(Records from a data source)
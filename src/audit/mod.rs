//! Security header auditing.
//!
//! This module sends one request to an endpoint and checks the response's
//! headers against a checklist:
//! - [`AuditRequest`]: the endpoint and request settings
//! - [`evaluate`]: pure checklist evaluation over a received response
//! - [`HeaderAuditor`]: sends the request through a [`Transport`] under a
//!   timeout, then evaluates
//!
//! Missing headers are ordinary failed outcomes. Only failing to obtain a
//! response is an error, and it is never retried.

mod analysis;
mod request;
mod result;

use std::time::Duration;

use log::{debug, info};

use crate::checklist::HeaderCheck;
use crate::error_handling::{AuditError, ConnectionErrorKind};
use crate::fetch::Transport;

pub use analysis::evaluate;
pub use request::AuditRequest;
pub use result::{AuditResult, CheckOutcome};

/// Audits endpoints through a transport.
pub struct HeaderAuditor<T> {
    transport: T,
    timeout: Duration,
}

impl<T: Transport> HeaderAuditor<T> {
    /// Creates an auditor whose requests are bounded by `timeout`.
    pub fn new(transport: T, timeout: Duration) -> Self {
        Self { transport, timeout }
    }

    /// Sends `request` once and evaluates `checklist` against the response.
    ///
    /// When the timeout expires the pending request is dropped, which
    /// closes its connection.
    ///
    /// # Errors
    ///
    /// Returns `AuditError::Connection` when no response could be obtained
    /// (including timeouts) and `AuditError::Tls` when certificate
    /// validation failed.
    pub async fn audit(
        &self,
        request: &AuditRequest,
        checklist: &[HeaderCheck],
    ) -> Result<AuditResult, AuditError> {
        let url = request.url();
        debug!("Sending {} {} ({} checks)", request.method(), url, checklist.len());

        let response = match tokio::time::timeout(self.timeout, self.transport.send(request)).await
        {
            Ok(response) => response?,
            Err(_) => {
                return Err(AuditError::Connection {
                    url,
                    kind: ConnectionErrorKind::Timeout,
                    message: format!("no response within {:.1}s", self.timeout.as_secs_f64()),
                })
            }
        };

        let result = evaluate(&response, checklist);
        info!(
            "{} returned {}: {}/{} checks passed",
            url,
            result.status_code(),
            result.passed_count(),
            result.outcomes().len()
        );
        Ok(result)
    }
}
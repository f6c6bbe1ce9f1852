//! Built-in checklists.

use super::HeaderCheck;
use crate::config::{
    Profile, ANALYTICS_CSP_SOURCES, HEADER_ACCESS_CONTROL_ALLOW_ORIGIN,
    HEADER_CONTENT_SECURITY_POLICY, HEADER_CROSS_ORIGIN_RESOURCE_POLICY, HEADER_REFERRER_POLICY,
    HEADER_STRICT_TRANSPORT_SECURITY, HEADER_X_CONTENT_TYPE_OPTIONS,
    HEADER_X_DNS_PREFETCH_CONTROL, HEADER_X_FRAME_OPTIONS, HEADER_X_XSS_PROTECTION,
};

// Keys below are lowercase constants, so validation is skipped.
fn check(key: &str, label: &str, substrings: &[&str]) -> HeaderCheck {
    HeaderCheck {
        key: key.to_string(),
        expected_substrings: substrings.iter().map(|s| s.to_string()).collect(),
        label: label.to_string(),
    }
}

fn baseline() -> Vec<HeaderCheck> {
    vec![
        check(HEADER_X_CONTENT_TYPE_OPTIONS, "X-Content-Type-Options", &[]),
        check(HEADER_X_FRAME_OPTIONS, "X-Frame-Options", &[]),
        check(HEADER_X_XSS_PROTECTION, "X-XSS-Protection", &[]),
        check(
            HEADER_STRICT_TRANSPORT_SECURITY,
            "Strict-Transport-Security",
            &[],
        ),
        check(HEADER_CONTENT_SECURITY_POLICY, "Content-Security-Policy", &[]),
        check(HEADER_REFERRER_POLICY, "Referrer-Policy", &[]),
        check(HEADER_X_DNS_PREFETCH_CONTROL, "X-DNS-Prefetch-Control", &[]),
    ]
}

fn analytics() -> Vec<HeaderCheck> {
    baseline()
        .into_iter()
        .map(|c| {
            if c.key == HEADER_CONTENT_SECURITY_POLICY {
                check(
                    HEADER_CONTENT_SECURITY_POLICY,
                    "Content-Security-Policy (analytics sources)",
                    ANALYTICS_CSP_SOURCES,
                )
            } else {
                c
            }
        })
        .collect()
}

fn uploads() -> Vec<HeaderCheck> {
    vec![
        check(HEADER_X_CONTENT_TYPE_OPTIONS, "X-Content-Type-Options", &[]),
        check(
            HEADER_CROSS_ORIGIN_RESOURCE_POLICY,
            "Cross-Origin-Resource-Policy",
            &[],
        ),
    ]
}

fn cors() -> Vec<HeaderCheck> {
    vec![check(
        HEADER_ACCESS_CONTROL_ALLOW_ORIGIN,
        "Access-Control-Allow-Origin",
        &[],
    )]
}

impl Profile {
    /// Returns the checks this profile runs, in report order.
    pub fn checklist(&self) -> Vec<HeaderCheck> {
        match self {
            Profile::Baseline => baseline(),
            Profile::Analytics => analytics(),
            Profile::Uploads => uploads(),
            Profile::Cors => cors(),
            Profile::All => merge_checklists([analytics(), uploads(), cors()]),
        }
    }
}

/// Concatenates checklists, merging checks that share a key.
///
/// The first occurrence of a key keeps its position and label; fragments
/// from later occurrences are appended to it.
pub fn merge_checklists<I>(checklists: I) -> Vec<HeaderCheck>
where
    I: IntoIterator<Item = Vec<HeaderCheck>>,
{
    let mut merged: Vec<HeaderCheck> = Vec::new();
    for candidate in checklists.into_iter().flatten() {
        match merged.iter_mut().find(|c| c.key == candidate.key) {
            Some(existing) => existing.absorb(&candidate),
            None => merged.push(candidate),
        }
    }
    merged
}
//! Application configuration and constants.
//!
//! This module provides:
//! - Configuration constants (timeouts, defaults, exit codes)
//! - Security header name constants
//! - CLI option types and parsing

mod constants;
mod headers;
mod types;

// Re-export all constants
pub use constants::*;
pub use headers::*;
pub use types::{Config, FailOn, LogFormat, LogLevel, Profile, ReportFormat};
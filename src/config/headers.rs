//! HTTP header name constants.
//!
//! Names are lowercase, which is how checks are keyed and how response
//! headers are normalized before lookup.

/// X-Content-Type-Options header
pub const HEADER_X_CONTENT_TYPE_OPTIONS: &str = "x-content-type-options";
/// X-Frame-Options header
pub const HEADER_X_FRAME_OPTIONS: &str = "x-frame-options";
/// X-XSS-Protection header
pub const HEADER_X_XSS_PROTECTION: &str = "x-xss-protection";
/// HTTP Strict Transport Security header
pub const HEADER_STRICT_TRANSPORT_SECURITY: &str = "strict-transport-security";
/// Content Security Policy header
pub const HEADER_CONTENT_SECURITY_POLICY: &str = "content-security-policy";
/// Referrer-Policy header
pub const HEADER_REFERRER_POLICY: &str = "referrer-policy";
/// X-DNS-Prefetch-Control header
pub const HEADER_X_DNS_PREFETCH_CONTROL: &str = "x-dns-prefetch-control";
/// Cross-Origin-Resource-Policy header (static and uploaded assets)
pub const HEADER_CROSS_ORIGIN_RESOURCE_POLICY: &str = "cross-origin-resource-policy";
/// Access-Control-Allow-Origin header (CORS)
pub const HEADER_ACCESS_CONTROL_ALLOW_ORIGIN: &str = "access-control-allow-origin";

/// CSP sources the analytics integration needs to be allowed.
pub const ANALYTICS_CSP_SOURCES: &[&str] = &[
    "www.googletagmanager.com",
    "www.google-analytics.com",
    "analytics.google.com",
];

* **WORK REQUEST**:
Give back every line from the beginning of the records through the line holding "use crate::fetch::Transport;", exactly as it reads, and leave out the rest.

* **OUTPUT**:
filename src/audit/mod.rs
//! Security header auditing.
//!
//! This module sends one request to an endpoint and checks the response's
//! headers against a checklist:
//! - [`AuditRequest`]: the endpoint and request settings
//! - [`evaluate`]: pure checklist evaluation over a received response
//! - [`HeaderAuditor`]: sends the request through a [`Transport`] under a
//!   timeout, then evaluates
//!
//! Missing headers are ordinary failed outcomes. Only failing to obtain a
//! response is an error, and it is never retried.

mod analysis;
mod request;
mod result;

use std::time::Duration;

use log::{debug, info};

use crate::checklist::HeaderCheck;
use crate::error_handling::{AuditError, ConnectionErrorKind};
use crate::fetch::Transport;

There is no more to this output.